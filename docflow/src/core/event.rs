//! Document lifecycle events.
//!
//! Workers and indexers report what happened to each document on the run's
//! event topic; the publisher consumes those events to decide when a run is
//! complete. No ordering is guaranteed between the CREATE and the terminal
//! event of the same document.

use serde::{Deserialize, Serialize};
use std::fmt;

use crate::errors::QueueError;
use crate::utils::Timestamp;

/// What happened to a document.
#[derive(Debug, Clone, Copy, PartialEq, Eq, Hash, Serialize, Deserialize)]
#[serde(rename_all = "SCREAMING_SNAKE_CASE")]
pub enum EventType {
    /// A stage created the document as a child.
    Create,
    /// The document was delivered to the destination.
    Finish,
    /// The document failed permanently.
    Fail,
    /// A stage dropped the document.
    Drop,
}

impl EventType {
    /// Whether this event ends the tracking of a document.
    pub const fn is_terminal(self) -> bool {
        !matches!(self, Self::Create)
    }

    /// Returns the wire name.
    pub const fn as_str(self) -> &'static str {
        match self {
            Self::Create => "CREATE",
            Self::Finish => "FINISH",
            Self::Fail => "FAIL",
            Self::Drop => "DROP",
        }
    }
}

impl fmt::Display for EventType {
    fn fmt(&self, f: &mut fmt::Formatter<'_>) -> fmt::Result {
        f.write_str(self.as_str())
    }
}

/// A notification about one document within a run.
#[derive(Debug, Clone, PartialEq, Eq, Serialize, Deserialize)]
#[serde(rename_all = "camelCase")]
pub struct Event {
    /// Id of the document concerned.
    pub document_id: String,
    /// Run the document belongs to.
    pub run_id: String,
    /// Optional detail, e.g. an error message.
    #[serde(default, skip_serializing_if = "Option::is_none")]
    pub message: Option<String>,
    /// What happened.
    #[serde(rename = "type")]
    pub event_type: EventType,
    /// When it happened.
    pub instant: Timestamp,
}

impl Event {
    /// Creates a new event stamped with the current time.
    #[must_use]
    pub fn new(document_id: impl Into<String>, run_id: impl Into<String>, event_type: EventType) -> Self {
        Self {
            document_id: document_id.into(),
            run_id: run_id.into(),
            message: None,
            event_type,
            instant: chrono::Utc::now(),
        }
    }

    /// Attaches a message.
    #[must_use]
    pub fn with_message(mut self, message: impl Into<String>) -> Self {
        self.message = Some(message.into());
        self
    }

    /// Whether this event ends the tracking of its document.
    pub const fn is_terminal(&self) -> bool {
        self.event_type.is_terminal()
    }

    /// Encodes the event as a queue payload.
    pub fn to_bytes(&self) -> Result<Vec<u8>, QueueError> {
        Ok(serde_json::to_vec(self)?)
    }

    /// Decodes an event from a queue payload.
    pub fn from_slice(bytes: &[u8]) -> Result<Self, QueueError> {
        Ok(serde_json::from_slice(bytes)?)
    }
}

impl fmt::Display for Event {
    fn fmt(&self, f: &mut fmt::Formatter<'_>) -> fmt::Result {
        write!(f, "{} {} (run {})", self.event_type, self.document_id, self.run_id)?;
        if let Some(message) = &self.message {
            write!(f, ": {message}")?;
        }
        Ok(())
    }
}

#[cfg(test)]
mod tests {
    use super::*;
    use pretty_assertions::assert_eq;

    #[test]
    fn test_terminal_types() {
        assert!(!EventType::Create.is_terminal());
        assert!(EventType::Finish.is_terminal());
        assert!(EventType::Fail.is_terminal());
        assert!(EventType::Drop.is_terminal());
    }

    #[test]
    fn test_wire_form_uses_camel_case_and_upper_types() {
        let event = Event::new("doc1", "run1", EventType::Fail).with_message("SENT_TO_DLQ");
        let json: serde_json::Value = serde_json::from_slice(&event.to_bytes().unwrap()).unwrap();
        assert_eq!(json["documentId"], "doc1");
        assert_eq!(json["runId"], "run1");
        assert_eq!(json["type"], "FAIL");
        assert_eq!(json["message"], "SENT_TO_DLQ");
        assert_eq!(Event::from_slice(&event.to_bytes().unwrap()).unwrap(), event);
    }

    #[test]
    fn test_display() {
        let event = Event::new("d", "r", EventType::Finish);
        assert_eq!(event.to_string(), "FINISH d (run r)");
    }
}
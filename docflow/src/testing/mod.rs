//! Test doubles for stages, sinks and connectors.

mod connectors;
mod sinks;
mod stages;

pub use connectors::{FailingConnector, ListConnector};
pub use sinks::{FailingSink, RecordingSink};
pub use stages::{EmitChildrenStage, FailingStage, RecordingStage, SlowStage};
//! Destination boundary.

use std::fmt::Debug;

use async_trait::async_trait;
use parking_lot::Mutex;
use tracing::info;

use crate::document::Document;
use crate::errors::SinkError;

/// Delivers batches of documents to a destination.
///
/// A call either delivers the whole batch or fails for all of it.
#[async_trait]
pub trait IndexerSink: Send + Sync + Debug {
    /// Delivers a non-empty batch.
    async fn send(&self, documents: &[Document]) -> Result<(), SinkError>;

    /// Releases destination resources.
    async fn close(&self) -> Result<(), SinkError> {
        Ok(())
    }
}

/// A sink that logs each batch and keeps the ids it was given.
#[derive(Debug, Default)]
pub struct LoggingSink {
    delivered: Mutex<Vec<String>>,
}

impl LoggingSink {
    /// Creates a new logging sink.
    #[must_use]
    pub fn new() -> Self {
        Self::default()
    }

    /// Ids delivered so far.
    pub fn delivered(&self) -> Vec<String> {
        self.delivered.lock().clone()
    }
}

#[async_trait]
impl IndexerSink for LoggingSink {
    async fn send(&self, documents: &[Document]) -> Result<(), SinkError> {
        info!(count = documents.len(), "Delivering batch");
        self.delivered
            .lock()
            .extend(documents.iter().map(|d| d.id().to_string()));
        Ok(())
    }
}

__________________________________________________

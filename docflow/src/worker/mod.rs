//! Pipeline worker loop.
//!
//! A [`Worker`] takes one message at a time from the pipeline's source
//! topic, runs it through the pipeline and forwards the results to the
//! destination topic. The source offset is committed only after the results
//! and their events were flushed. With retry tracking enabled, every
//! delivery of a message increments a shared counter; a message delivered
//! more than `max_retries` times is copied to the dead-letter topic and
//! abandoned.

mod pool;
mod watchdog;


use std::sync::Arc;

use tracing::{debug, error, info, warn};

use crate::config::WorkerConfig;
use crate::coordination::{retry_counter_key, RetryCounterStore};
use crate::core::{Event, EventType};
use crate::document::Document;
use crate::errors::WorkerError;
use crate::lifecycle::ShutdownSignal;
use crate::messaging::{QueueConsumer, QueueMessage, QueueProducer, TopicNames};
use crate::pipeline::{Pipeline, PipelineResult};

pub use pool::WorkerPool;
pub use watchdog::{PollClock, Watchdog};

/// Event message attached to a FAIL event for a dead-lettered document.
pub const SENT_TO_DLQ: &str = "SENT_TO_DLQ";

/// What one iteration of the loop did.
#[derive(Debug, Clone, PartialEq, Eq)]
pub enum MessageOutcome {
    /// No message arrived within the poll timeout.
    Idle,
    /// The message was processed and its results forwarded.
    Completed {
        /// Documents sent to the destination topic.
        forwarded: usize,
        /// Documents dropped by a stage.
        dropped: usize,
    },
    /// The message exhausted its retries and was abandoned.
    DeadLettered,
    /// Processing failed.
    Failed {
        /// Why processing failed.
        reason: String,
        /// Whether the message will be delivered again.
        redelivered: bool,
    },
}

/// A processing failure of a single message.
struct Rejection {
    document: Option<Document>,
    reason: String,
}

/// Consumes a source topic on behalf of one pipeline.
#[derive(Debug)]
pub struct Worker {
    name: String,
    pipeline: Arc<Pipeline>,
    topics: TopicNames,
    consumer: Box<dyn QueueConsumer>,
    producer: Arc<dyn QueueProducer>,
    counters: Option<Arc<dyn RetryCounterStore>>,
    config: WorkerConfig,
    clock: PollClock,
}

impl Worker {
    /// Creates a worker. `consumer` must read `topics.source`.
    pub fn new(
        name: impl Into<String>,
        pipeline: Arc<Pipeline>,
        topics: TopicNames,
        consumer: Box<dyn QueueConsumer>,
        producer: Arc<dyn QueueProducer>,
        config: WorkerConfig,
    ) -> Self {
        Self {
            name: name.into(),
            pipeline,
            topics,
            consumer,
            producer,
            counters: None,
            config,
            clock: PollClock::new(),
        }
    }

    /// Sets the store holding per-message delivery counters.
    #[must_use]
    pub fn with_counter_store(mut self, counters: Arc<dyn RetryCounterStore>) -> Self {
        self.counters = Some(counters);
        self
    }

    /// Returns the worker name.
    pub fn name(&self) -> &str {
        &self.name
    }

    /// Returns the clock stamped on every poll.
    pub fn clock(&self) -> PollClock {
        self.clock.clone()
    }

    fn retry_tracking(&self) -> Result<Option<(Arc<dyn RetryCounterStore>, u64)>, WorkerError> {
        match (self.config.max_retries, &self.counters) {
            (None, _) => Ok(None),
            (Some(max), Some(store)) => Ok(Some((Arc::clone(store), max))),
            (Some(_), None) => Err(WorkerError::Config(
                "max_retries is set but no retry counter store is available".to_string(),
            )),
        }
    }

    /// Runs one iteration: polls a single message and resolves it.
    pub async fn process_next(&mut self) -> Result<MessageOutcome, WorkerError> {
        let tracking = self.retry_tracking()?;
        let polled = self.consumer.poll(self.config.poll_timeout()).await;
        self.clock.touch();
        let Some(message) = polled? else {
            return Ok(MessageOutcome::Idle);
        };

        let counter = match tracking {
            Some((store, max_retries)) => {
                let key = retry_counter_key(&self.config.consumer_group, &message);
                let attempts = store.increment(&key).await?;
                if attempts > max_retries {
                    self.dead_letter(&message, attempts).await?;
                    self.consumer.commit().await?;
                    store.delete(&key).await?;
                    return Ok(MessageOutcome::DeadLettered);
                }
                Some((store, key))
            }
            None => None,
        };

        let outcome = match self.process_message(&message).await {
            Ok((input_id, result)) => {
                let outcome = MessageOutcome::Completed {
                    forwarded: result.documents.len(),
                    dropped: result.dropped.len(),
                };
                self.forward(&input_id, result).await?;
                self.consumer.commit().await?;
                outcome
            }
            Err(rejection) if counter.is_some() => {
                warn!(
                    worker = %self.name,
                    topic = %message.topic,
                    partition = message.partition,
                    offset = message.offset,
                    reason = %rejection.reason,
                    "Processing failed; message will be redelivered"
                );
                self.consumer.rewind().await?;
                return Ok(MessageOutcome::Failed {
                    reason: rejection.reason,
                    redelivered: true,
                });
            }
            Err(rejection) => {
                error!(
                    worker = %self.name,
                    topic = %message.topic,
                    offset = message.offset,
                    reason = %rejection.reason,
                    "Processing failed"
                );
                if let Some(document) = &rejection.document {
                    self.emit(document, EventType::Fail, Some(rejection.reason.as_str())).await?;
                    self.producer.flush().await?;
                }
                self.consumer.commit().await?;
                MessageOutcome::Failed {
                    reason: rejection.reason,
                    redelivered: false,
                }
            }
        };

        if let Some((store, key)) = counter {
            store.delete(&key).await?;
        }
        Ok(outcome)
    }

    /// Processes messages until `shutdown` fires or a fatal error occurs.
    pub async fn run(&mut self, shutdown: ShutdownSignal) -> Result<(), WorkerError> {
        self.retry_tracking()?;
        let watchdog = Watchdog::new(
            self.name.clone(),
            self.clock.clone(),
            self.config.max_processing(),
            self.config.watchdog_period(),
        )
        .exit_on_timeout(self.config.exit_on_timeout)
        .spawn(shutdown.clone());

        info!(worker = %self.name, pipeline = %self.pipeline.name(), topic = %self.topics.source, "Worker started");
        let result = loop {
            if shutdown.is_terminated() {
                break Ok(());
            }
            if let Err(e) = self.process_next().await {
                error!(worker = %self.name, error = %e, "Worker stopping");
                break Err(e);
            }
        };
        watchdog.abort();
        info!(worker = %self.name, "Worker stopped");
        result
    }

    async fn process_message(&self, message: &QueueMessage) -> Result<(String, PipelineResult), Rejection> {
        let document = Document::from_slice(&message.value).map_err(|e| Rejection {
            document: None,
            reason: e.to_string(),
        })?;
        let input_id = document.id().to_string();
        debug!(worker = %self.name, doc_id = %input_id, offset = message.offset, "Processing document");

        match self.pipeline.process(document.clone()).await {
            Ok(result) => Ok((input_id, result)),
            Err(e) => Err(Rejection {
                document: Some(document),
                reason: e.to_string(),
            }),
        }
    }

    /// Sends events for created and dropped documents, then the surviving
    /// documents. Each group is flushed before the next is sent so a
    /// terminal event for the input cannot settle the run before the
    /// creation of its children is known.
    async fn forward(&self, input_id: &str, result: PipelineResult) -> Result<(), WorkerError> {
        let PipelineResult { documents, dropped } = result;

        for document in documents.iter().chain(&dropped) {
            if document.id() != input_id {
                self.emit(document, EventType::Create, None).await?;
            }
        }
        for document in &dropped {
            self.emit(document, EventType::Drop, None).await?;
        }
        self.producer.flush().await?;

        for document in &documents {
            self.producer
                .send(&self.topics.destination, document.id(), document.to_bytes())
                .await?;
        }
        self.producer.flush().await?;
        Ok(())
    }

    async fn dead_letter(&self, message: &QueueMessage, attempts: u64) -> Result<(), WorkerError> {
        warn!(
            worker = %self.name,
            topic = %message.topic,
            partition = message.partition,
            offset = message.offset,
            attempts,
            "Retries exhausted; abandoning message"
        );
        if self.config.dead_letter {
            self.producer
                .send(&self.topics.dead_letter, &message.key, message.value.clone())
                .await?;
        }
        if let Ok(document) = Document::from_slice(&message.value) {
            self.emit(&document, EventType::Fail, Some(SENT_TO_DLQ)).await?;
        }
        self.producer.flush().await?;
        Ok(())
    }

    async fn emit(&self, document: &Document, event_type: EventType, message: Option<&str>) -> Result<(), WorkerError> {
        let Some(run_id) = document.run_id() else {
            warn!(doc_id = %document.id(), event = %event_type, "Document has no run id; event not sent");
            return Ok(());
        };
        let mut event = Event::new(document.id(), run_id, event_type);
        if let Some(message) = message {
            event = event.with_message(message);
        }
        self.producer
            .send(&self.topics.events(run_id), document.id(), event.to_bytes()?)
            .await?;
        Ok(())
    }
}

__________________________________________________

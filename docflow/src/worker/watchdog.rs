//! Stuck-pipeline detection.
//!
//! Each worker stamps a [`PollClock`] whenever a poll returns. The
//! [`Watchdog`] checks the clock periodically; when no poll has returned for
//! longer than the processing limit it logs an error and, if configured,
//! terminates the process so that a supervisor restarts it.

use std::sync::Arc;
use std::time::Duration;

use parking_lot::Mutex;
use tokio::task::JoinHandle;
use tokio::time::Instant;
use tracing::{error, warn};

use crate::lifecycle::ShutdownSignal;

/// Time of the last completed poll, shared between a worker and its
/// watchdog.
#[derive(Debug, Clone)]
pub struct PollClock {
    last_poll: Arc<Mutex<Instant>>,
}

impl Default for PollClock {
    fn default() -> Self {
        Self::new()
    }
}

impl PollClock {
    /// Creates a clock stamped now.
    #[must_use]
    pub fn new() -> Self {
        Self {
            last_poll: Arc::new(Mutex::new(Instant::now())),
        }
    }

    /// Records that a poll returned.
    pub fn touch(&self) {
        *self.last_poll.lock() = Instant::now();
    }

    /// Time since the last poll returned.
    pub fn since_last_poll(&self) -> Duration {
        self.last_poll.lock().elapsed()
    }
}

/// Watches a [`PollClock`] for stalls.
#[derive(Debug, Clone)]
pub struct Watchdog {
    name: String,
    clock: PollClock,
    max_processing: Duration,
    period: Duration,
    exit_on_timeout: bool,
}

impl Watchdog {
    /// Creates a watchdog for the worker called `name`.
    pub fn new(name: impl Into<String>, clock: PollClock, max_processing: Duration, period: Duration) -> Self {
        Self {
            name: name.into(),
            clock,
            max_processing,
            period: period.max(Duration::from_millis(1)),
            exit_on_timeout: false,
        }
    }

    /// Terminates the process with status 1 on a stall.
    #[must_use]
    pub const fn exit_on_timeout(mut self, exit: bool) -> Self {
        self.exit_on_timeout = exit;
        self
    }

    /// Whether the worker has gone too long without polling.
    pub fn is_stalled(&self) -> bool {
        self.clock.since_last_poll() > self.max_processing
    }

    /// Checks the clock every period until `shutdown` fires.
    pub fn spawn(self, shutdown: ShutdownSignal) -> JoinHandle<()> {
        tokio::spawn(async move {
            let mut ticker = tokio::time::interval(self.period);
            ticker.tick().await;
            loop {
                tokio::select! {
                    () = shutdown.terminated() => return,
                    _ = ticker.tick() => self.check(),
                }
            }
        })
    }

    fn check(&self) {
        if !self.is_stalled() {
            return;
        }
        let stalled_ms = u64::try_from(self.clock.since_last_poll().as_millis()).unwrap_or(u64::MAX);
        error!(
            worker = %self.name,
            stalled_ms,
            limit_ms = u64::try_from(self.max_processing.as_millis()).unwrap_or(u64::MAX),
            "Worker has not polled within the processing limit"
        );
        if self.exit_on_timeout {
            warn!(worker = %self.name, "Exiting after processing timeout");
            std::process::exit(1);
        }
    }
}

__________________________________________________

:: Task statement ::
Show the lines where the word "forwarded" appears in the entries.

:: Expected answer ::
    /// The message was processed and its results forwarded.
        forwarded: usize,
                    forwarded: result.documents.len(),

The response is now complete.